Collected data entries
____________

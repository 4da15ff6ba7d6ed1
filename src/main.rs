use dest_transformer::app;

#[tokio::main]
async fn main() -> anyhow::Result<()> {
    app::main().await
}
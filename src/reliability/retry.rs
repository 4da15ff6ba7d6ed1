use crate::app::config::RetryConfig;
use rand::Rng;
use std::time::Duration;

/// Exponential backoff for one batch exchange.
///
/// Attempt `n` (zero based) waits `min_backoff * 2^n`, capped at `max_backoff`.
/// A batch is sent at most `max_retry + 1` times.
#[derive(Debug, Clone)]
pub struct RetryPolicy {
    max_retry: u32,
    min_backoff: Duration,
    max_backoff: Duration,
    jitter: bool,
}

impl RetryPolicy {
    pub fn new(config: &RetryConfig) -> Self {
        Self {
            max_retry: config.max_retry,
            min_backoff: config.min_backoff,
            max_backoff: config.max_backoff,
            jitter: config.jitter,
        }
    }

    pub fn max_attempts(&self) -> u32 {
        self.max_retry.saturating_add(1)
    }

    /// True once `attempts` sends have been made and none may follow.
    pub fn should_give_up(&self, attempts: u32) -> bool {
        attempts >= self.max_attempts()
    }

    /// Delay before the retry that follows failed attempt `attempt`.
    pub fn calculate_delay(&self, attempt: u32) -> Duration {
        let multiplier = 2_u32.checked_pow(attempt).unwrap_or(u32::MAX);
        let base_delay = self
            .min_backoff
            .checked_mul(multiplier)
            .unwrap_or(self.max_backoff);

        let capped_delay = std::cmp::min(base_delay, self.max_backoff);

        if self.jitter {
            self.apply_jitter(capped_delay)
        } else {
            capped_delay
        }
    }

    fn apply_jitter(&self, delay: Duration) -> Duration {
        let mut rng = rand::rng();
        let jitter_factor = rng.random_range(0.5..1.5); // ±50% jitter
        let jittered = delay.mul_f64(jitter_factor);
        std::cmp::min(jittered, self.max_backoff)
    }
}

impl Default for RetryPolicy {
    fn default() -> Self {
        Self::new(&RetryConfig::default())
    }
}
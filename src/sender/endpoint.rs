//! Destination endpoint resolution.
//!
//! Every destination type maps to `/v0/destinations/<lowercased type>` on the
//! transformation service. Warehouse destinations route to their canonical short
//! name and may carry extra query parameters.

use crate::app::config::WarehouseConfig;
use url::Url;

const DESTINATIONS_PATH: &str = "/v0/destinations";

/// Warehouse destination family.
#[derive(Debug, Clone, Copy, PartialEq, Eq)]
pub enum Warehouse {
    Redshift,
    BigQuery,
    Snowflake,
    SnowpipeStreaming,
    Postgres,
    ClickHouse,
    MsSql,
    AzureSynapse,
    DeltaLake,
    S3Datalake,
    GcsDatalake,
    AzureDatalake,
}

impl Warehouse {
    pub fn from_destination_type(destination_type: &str) -> Option<Self> {
        let warehouse = match destination_type {
            "RS" => Self::Redshift,
            "BQ" => Self::BigQuery,
            "SNOWFLAKE" => Self::Snowflake,
            "SNOWPIPE_STREAMING" => Self::SnowpipeStreaming,
            "POSTGRES" => Self::Postgres,
            "CLICKHOUSE" => Self::ClickHouse,
            "MSSQL" => Self::MsSql,
            "AZURE_SYNAPSE" => Self::AzureSynapse,
            "DELTALAKE" => Self::DeltaLake,
            "S3_DATALAKE" => Self::S3Datalake,
            "GCS_DATALAKE" => Self::GcsDatalake,
            "AZURE_DATALAKE" => Self::AzureDatalake,
            _ => return None,
        };
        Some(warehouse)
    }

    /// Path segment served by the transformation service.
    pub fn short_name(self) -> &'static str {
        match self {
            Self::Redshift => "rs",
            Self::BigQuery => "bq",
            Self::Snowflake => "snowflake",
            Self::SnowpipeStreaming => "snowpipe_streaming",
            Self::Postgres => "postgres",
            Self::ClickHouse => "clickhouse",
            Self::MsSql => "mssql",
            Self::AzureSynapse => "azure_synapse",
            Self::DeltaLake => "deltalake",
            Self::S3Datalake => "s3_datalake",
            Self::GcsDatalake => "gcs_datalake",
            Self::AzureDatalake => "azure_datalake",
        }
    }
}

pub fn is_warehouse_destination(destination_type: &str) -> bool {
    Warehouse::from_destination_type(destination_type).is_some()
}

/// Path segment for `destination_type`.
pub fn destination_path(destination_type: &str) -> String {
    let segment = match Warehouse::from_destination_type(destination_type) {
        Some(warehouse) => warehouse.short_name().to_string(),
        None => destination_type.to_lowercase(),
    };
    format!("{DESTINATIONS_PATH}/{segment}")
}

/// Full transform URL for a destination type.
pub fn destination_transform_url(
    base_url: &str,
    destination_type: &str,
    warehouse: &WarehouseConfig,
) -> String {
    let mut url = format!(
        "{}{}",
        base_url.trim_end_matches('/'),
        destination_path(destination_type)
    );

    if !warehouse.enable_warehouse_transformations {
        return url;
    }
    if let Some(kind) = Warehouse::from_destination_type(destination_type) {
        url.push_str(&format!("?whIDResolve={}", warehouse.enable_id_resolution));
        if kind == Warehouse::ClickHouse {
            url.push_str(&format!(
                "&chEnableArraySupport={}",
                warehouse.clickhouse_enable_array_support
            ));
        }
    }
    url
}

/// `host:port` of a URL, used as the `endpoint` metric tag.
///
/// Falls back to the raw input when it cannot be parsed.
pub fn get_endpoint_from_url(raw: &str) -> String {
    match Url::parse(raw) {
        Ok(url) => match (url.host_str(), url.port_or_known_default()) {
            (Some(host), Some(port)) => format!("{host}:{port}"),
            (Some(host), None) => host.to_string(),
            _ => raw.to_string(),
        },
        Err(_) => raw.to_string(),
    }
}
use super::client::{
    ClientError, HttpTransport, TransportRequest, TransportResponse, build_client, client_builder,
    send_with,
};
use crate::app::config::ClientConfig;
use async_trait::async_trait;
use reqwest::Client;
use std::time::Duration;

/// Default strategy: one shared reqwest connection pool.
#[derive(Debug, Clone)]
pub struct PooledTransport {
    client: Client,
}

impl PooledTransport {
    pub fn new(timeout: Duration, config: &ClientConfig) -> Result<Self, ClientError> {
        Ok(Self {
            client: build_client(client_builder(timeout, config))?,
        })
    }

    /// Wraps a caller-built client, keeping its own timeout and pool settings.
    pub fn from_client(client: Client) -> Self {
        Self { client }
    }
}

#[async_trait]
impl HttpTransport for PooledTransport {
    async fn execute(&self, request: TransportRequest) -> Result<TransportResponse, ClientError> {
        send_with(&self.client, request).await
    }

    fn name(&self) -> &'static str {
        "stdlib"
    }
}
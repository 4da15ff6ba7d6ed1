use super::ClientType;
use serde::{Deserialize, Serialize};
use std::time::Duration;

#[derive(Debug, Clone, PartialEq, Serialize, Deserialize)]
#[serde(default)]
pub struct RetryConfig {
    /// Retries after the first attempt.
    pub max_retry: u32,
    #[serde(with = "super::serde_helpers")]
    pub min_backoff: Duration,
    #[serde(with = "super::serde_helpers")]
    pub max_backoff: Duration,
    pub jitter: bool,
}

impl Default for RetryConfig {
    fn default() -> Self {
        Self {
            max_retry: 30,
            min_backoff: Duration::from_millis(500),
            max_backoff: Duration::from_secs(30),
            jitter: false,
        }
    }
}

#[derive(Debug, Clone, PartialEq, Serialize, Deserialize)]
#[serde(default)]
pub struct ClientConfig {
    pub client_type: ClientType,
    pub max_idle_connections_per_host: usize,
    #[serde(with = "super::serde_helpers")]
    pub connect_timeout: Duration,
    /// Lifetime of a pool before the recycled client replaces it.
    #[serde(with = "super::serde_helpers")]
    pub recycle_ttl: Duration,
    /// How often the load-balanced client re-resolves backends.
    #[serde(with = "super::serde_helpers")]
    pub lb_refresh_interval: Duration,
}

impl Default for ClientConfig {
    fn default() -> Self {
        Self {
            client_type: ClientType::Stdlib,
            max_idle_connections_per_host: 64,
            connect_timeout: Duration::from_secs(10),
            recycle_ttl: Duration::from_secs(60),
            lb_refresh_interval: Duration::from_secs(30),
        }
    }
}

#[derive(Debug, Clone, Default, PartialEq, Serialize, Deserialize)]
#[serde(default)]
pub struct WarehouseConfig {
    pub enable_warehouse_transformations: bool,
    pub enable_id_resolution: bool,
    pub clickhouse_enable_array_support: bool,
}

____________

Task item:
From the first line of the records above to the line that contains "pub fn max_attempts(&self)", quote each line exactly.

Response:
repository 4da15ff6ba7d6ed1
filename src/main.rs
use dest_transformer::app;

#[tokio::main]
async fn main() -> anyhow::Result<()> {
    app::main().await
}
filename src/reliability/retry.rs
repository 4da15ff6ba7d6ed1
use crate::app::config::RetryConfig;
use rand::Rng;
use std::time::Duration;

/// Exponential backoff for one batch exchange.
///
/// Attempt `n` (zero based) waits `min_backoff * 2^n`, capped at `max_backoff`.
/// A batch is sent at most `max_retry + 1` times.
#[derive(Debug, Clone)]
pub struct RetryPolicy {
    max_retry: u32,
    min_backoff: Duration,
    max_backoff: Duration,
    jitter: bool,
}

impl RetryPolicy {
    pub fn new(config: &RetryConfig) -> Self {
        Self {
            max_retry: config.max_retry,
            min_backoff: config.min_backoff,
            max_backoff: config.max_backoff,
            jitter: config.jitter,
        }
    }

    pub fn max_attempts(&self) -> u32 {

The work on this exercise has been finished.